Appeal From: Hamilton County Juvenile Court
Judgment Appealed From Is: Affirmed
Date of Judgment Entry on Appeal: December 6, 2019
Anzelmo Law and James A. Anzelmo, for Appellant Mother,
Joseph T. Deters, Hamilton County Prosecuting Attorney, and Jonathan Halvonik, Assistant Prosecuting Attorney, for Appellee Hamilton County Department of Job and Family Services.
{¶1} Mother has appealed from the trial court‘s entry granting permanent custody of her child L.D. to the Hamilton County Department of Job and Family Services (“JFS“). In one assignment of error, she argues that JFS failed to establish by clear and convincing evidence that it should be awarded permanent custody of L.D. We overrule mother‘s assignment of error and affirm the judgment of the juvenile court.
Procedural Background
{¶2} JFS was granted interim custody of L.D. on March 28, 2017, after mother‘s boyfriend overdosed in the home and concerns arose about the safety of L.D. Mother admitted to using methamphetamine, opiates, and marijuana at the time. L.D. also tested positive for amphetamine and phentermine at birth. On June 29, 2017, L.D. was adjudicated “abused and dependent,” and JFS was granted temporary custody. On December 4, 2017, JFS filed a motion to award custody to mother‘s sister, but later withdrew the motion. On January 22, 2019, JFS moved for permanent custody. After a hearing, the magistrate ordered that mother‘s parental rights be terminated with respect to L.D., and that L.D. be placed in the permanent custody of JFS. Mother filed objections to the magistrate‘s decision. After a hearing, the juvenile court overruled mother‘s objections and adopted the decision of the magistrate.
Sole Assignment of Error
{¶3} Mother‘s sole assignment of error is that the state failed to meet its burden of establishing by clear and convincing evidence that permanent custody of L.D. should be awarded to JFS.

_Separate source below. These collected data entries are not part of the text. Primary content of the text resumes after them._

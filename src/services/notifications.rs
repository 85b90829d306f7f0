//! Customer email dispatch.
//!
//! Every send is fire-and-forget: a slow or failing email channel must never
//! block or fail the order state transition that triggered it. Failures are
//! logged; successes leave an `email_sent` entry in the order activity log.

use std::sync::Arc;

use async_trait::async_trait;
use chrono::Utc;
use rust_decimal::Decimal;
use sea_orm::{ActiveModelTrait, DatabaseConnection, Set};
use serde_json::json;
use tracing::{info, instrument, warn};
use uuid::Uuid;

use crate::{
    entities::{
        order::Model as OrderModel,
        order_activity::{self, ActionType},
        order_item::Model as OrderItemModel,
    },
    errors::ServiceError,
};

#[derive(Debug, Clone)]
pub struct EmailMessage {
    pub to: String,
    pub subject: String,
    pub body: String,
}

#[cfg_attr(test, mockall::automock)]
#[async_trait]
pub trait Mailer: Send + Sync {
    async fn send(&self, message: EmailMessage) -> Result<(), ServiceError>;
}

/// Posts messages as JSON to a transactional-email HTTP endpoint.
pub struct HttpMailer {
    client: reqwest::Client,
    endpoint: String,
    from: String,
}

impl HttpMailer {
    pub fn new(endpoint: String, from: String) -> Self {
        Self {
            client: reqwest::Client::new(),
            endpoint,
            from,
        }
    }
}

#[async_trait]
impl Mailer for HttpMailer {
    async fn send(&self, message: EmailMessage) -> Result<(), ServiceError> {
        let payload = json!({
            "from": self.from,
            "to": message.to,
            "subject": message.subject,
            "body": message.body,
        });

        let response = self
            .client
            .post(&self.endpoint)
            .json(&payload)
            .send()
            .await
            .map_err(|e| ServiceError::ExternalServiceError(format!("email send failed: {e}")))?;

        if !response.status().is_success() {
            return Err(ServiceError::ExternalServiceError(format!(
                "email endpoint returned {}",
                response.status()
            )));
        }

        Ok(())
    }
}

/// Mailer used when no email endpoint is configured; logs and succeeds.
pub struct NullMailer;

#[async_trait]
impl Mailer for NullMailer {
    async fn send(&self, message: EmailMessage) -> Result<(), ServiceError> {
        info!(to = %message.to, subject = %message.subject, "Email sending disabled; dropping message");
        Ok(())
    }
}

#[derive(Clone)]
pub struct NotificationService {
    db: Arc<DatabaseConnection>,
    mailer: Arc<dyn Mailer>,
}

impl NotificationService {
    pub fn new(db: Arc<DatabaseConnection>, mailer: Arc<dyn Mailer>) -> Self {
        Self { db, mailer }
    }

    #[instrument(skip(self, order, items), fields(order_id = %order.id))]
    pub fn send_order_confirmation(&self, order: &OrderModel, items: &[OrderItemModel]) {
        let lines = items
            .iter()
            .map(|item| {
                format!(
                    "  {} x {} ({}) — {}",
                    item.quantity, item.product_name, item.variant_sku, item.total_price
                )
            })
            .collect::<Vec<_>>()
            .join("\n");
        let body = format!(
            "Thank you for your order {}!\n\nItems:\n{}\n\nSubtotal: {}\nShipping: {}\nDiscount: {}\nTotal: {}\n",
            order.order_number,
            lines,
            order.subtotal,
            order.shipping_cost,
            order.discount_amount,
            order.total
        );
        self.dispatch(
            order,
            "order_confirmation",
            format!("Order {} confirmed", order.order_number),
            body,
        );
    }

    #[instrument(skip(self, order), fields(order_id = %order.id))]
    pub fn send_order_shipped(&self, order: &OrderModel) {
        let tracking = match (&order.carrier, &order.tracking_number) {
            (Some(carrier), Some(number)) => format!("{carrier} tracking number {number}"),
            _ => "tracking details to follow".to_string(),
        };
        let tracking_link = order
            .tracking_url
            .as_deref()
            .map(|url| format!("\nTrack your parcel: {url}"))
            .unwrap_or_default();
        let body = format!(
            "Your order {} has shipped ({}).{}\n",
            order.order_number, tracking, tracking_link
        );
        self.dispatch(
            order,
            "order_shipped",
            format!("Order {} shipped", order.order_number),
            body,
        );
    }

    #[instrument(skip(self, order), fields(order_id = %order.id))]
    pub fn send_order_refunded(
        &self,
        order: &OrderModel,
        amount: Decimal,
        reason: Option<&str>,
        is_partial: bool,
    ) {
        let kind = if is_partial { "partially refunded" } else { "refunded" };
        let reason_line = reason
            .map(|r| format!("\nReason: {r}"))
            .unwrap_or_default();
        let body = format!(
            "Your order {} has been {}. Amount: {}.{}\n",
            order.order_number, kind, amount, reason_line
        );
        self.dispatch(
            order,
            "order_refunded",
            format!("Order {} {}", order.order_number, kind),
            body,
        );
    }

    #[instrument(skip(self, order), fields(order_id = %order.id))]
    pub fn send_order_cancelled(&self, order: &OrderModel, reason: &str, refund_note: Option<&str>) {
        let refund_line = refund_note
            .map(|note| format!("\n{note}"))
            .unwrap_or_default();
        let body = format!(
            "Your order {} has been cancelled.\nReason: {}{}\n",
            order.order_number, reason, refund_line
        );
        self.dispatch(
            order,
            "order_cancelled",
            format!("Order {} cancelled", order.order_number),
            body,
        );
    }

    #[instrument(skip(self, order, content), fields(order_id = %order.id))]
    pub fn send_customer_note(&self, order: &OrderModel, content: &str) {
        let body = format!(
            "An update on your order {}:\n\n{}\n",
            order.order_number, content
        );
        self.dispatch(
            order,
            "customer_note",
            format!("Update on order {}", order.order_number),
            body,
        );
    }

    /// Spawns the actual send so the caller's transaction never waits on the
    /// email channel. Outcome is recorded after the fact.
    fn dispatch(&self, order: &OrderModel, email_type: &'static str, subject: String, body: String) {
        let mailer = self.mailer.clone();
        let db = self.db.clone();
        let order_id = order.id;
        let to = order.email.clone();

        tokio::spawn(async move {
            let message = EmailMessage { to, subject, body };
            match mailer.send(message).await {
                Ok(()) => {
                    let entry = order_activity::ActiveModel {
                        id: Set(Uuid::new_v4()),
                        order_id: Set(order_id),
                        action_type: Set(ActionType::EmailSent),
                        performed_by: Set(None),
                        previous_value: Set(None),
                        new_value: Set(Some(json!({ "email_type": email_type }))),
                        metadata: Set(None),
                        created_at: Set(Utc::now()),
                    };
                    if let Err(e) = entry.insert(&*db).await {
                        warn!(order_id = %order_id, "Failed to record email activity: {}", e);
                    }
                }
                Err(e) => {
                    warn!(order_id = %order_id, email_type, "Email dispatch failed: {}", e);
                }
            }
        });
    }
}
use axum::{
    http::StatusCode,
    response::{IntoResponse, Response},
    Json,
};
use sea_orm::error::DbErr;
use serde::{Deserialize, Serialize};
use utoipa::ToSchema;

/// Error body returned by every failing endpoint.
#[derive(Debug, Serialize, Deserialize, ToSchema)]
#[schema(example = json!({
    "error": "Not Found",
    "message": "Order with ID 550e8400-e29b-41d4-a716-446655440000 not found",
    "details": null,
    "timestamp": "2026-08-29T10:30:00.000Z"
}))]
pub struct ErrorResponse {
    /// HTTP status category (e.g., "Not Found", "Bad Request")
    pub error: String,
    /// Human-readable error description
    pub message: String,
    /// Additional error details (validation errors)
    #[serde(skip_serializing_if = "Option::is_none")]
    pub details: Option<String>,
    /// ISO 8601 timestamp when the error occurred
    pub timestamp: String,
}

#[derive(Debug, thiserror::Error)]
pub enum ServiceError {
    #[error("Database error: {0}")]
    DatabaseError(#[from] DbErr),

    #[error("Not found: {0}")]
    NotFound(String),

    #[error("Validation error: {0}")]
    ValidationError(String),

    #[error("Invalid operation: {0}")]
    InvalidOperation(String),

    #[error("Unauthorized: {0}")]
    Unauthorized(String),

    #[error("Forbidden: {0}")]
    Forbidden(String),

    #[error("Conflict: {0}")]
    Conflict(String),

    #[error("Bad request: {0}")]
    BadRequest(String),

    #[error("Payment failed: {0}")]
    PaymentFailed(String),

    #[error("External service error: {0}")]
    ExternalServiceError(String),

    #[error("Serialization error: {0}")]
    SerializationError(String),

    #[error("Internal error: {0}")]
    InternalError(String),

    #[error("Other error: {0}")]
    Other(#[from] anyhow::Error),
}

impl From<validator::ValidationErrors> for ServiceError {
    fn from(err: validator::ValidationErrors) -> Self {
        ServiceError::ValidationError(err.to_string())
    }
}

impl From<serde_json::Error> for ServiceError {
    fn from(err: serde_json::Error) -> Self {
        ServiceError::SerializationError(err.to_string())
    }
}

impl ServiceError {
    /// Returns the HTTP status code for this error.
    /// This is the single source of truth for error-to-status mapping.
    pub fn status_code(&self) -> StatusCode {
        match self {
            Self::DatabaseError(_) => StatusCode::INTERNAL_SERVER_ERROR,
            Self::NotFound(_) => StatusCode::NOT_FOUND,
            Self::ValidationError(_) | Self::InvalidOperation(_) | Self::BadRequest(_) => {
                StatusCode::BAD_REQUEST
            }
            Self::Unauthorized(_) => StatusCode::UNAUTHORIZED,
            Self::Forbidden(_) => StatusCode::FORBIDDEN,
            Self::Conflict(_) => StatusCode::CONFLICT,
            Self::PaymentFailed(_) => StatusCode::PAYMENT_REQUIRED,
            Self::ExternalServiceError(_) => StatusCode::BAD_GATEWAY,
            Self::SerializationError(_) | Self::InternalError(_) | Self::Other(_) => {
                StatusCode::INTERNAL_SERVER_ERROR
            }
        }
    }

    /// Returns the error message suitable for HTTP responses.
    /// Internal errors return generic messages to avoid leaking implementation details.
    pub fn response_message(&self) -> String {
        match self {
            Self::DatabaseError(_) => "Database error".to_string(),
            Self::SerializationError(_) | Self::InternalError(_) | Self::Other(_) => {
                "Internal server error".to_string()
            }
            _ => self.to_string(),
        }
    }
}

impl IntoResponse for ServiceError {
    fn into_response(self) -> Response {
        let status = self.status_code();
        let err = ErrorResponse {
            error: status.canonical_reason().unwrap_or("Error").to_string(),
            message: self.response_message(),
            details: None,
            timestamp: chrono::Utc::now().to_rfc3339(),
        };

        (status, Json(err)).into_response()
    }
}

{¶4} In a case involving the termination of parental rights, an appellate court reviews the record and determines whether the juvenile court‘s decision was supported by clear and convincing evidence. In re W.W., 1st Dist. Hamilton No. C-110363, 2011-Ohio-4912, ¶ 46. Clear and convincing evidence is evidence sufficient to “produce in the mind of the trier of fact a firm belief or conviction as to the facts sought to be established.” Id.; Cross v. Ledford, 161 Ohio St. 469, 120 N.E.2d 118 (1954), paragraph three of the syllabus. Where some competent and credible evidence supports the court‘s decision, this court will not substitute its judgment for that of the juvenile court. In re W.W. at ¶ 46.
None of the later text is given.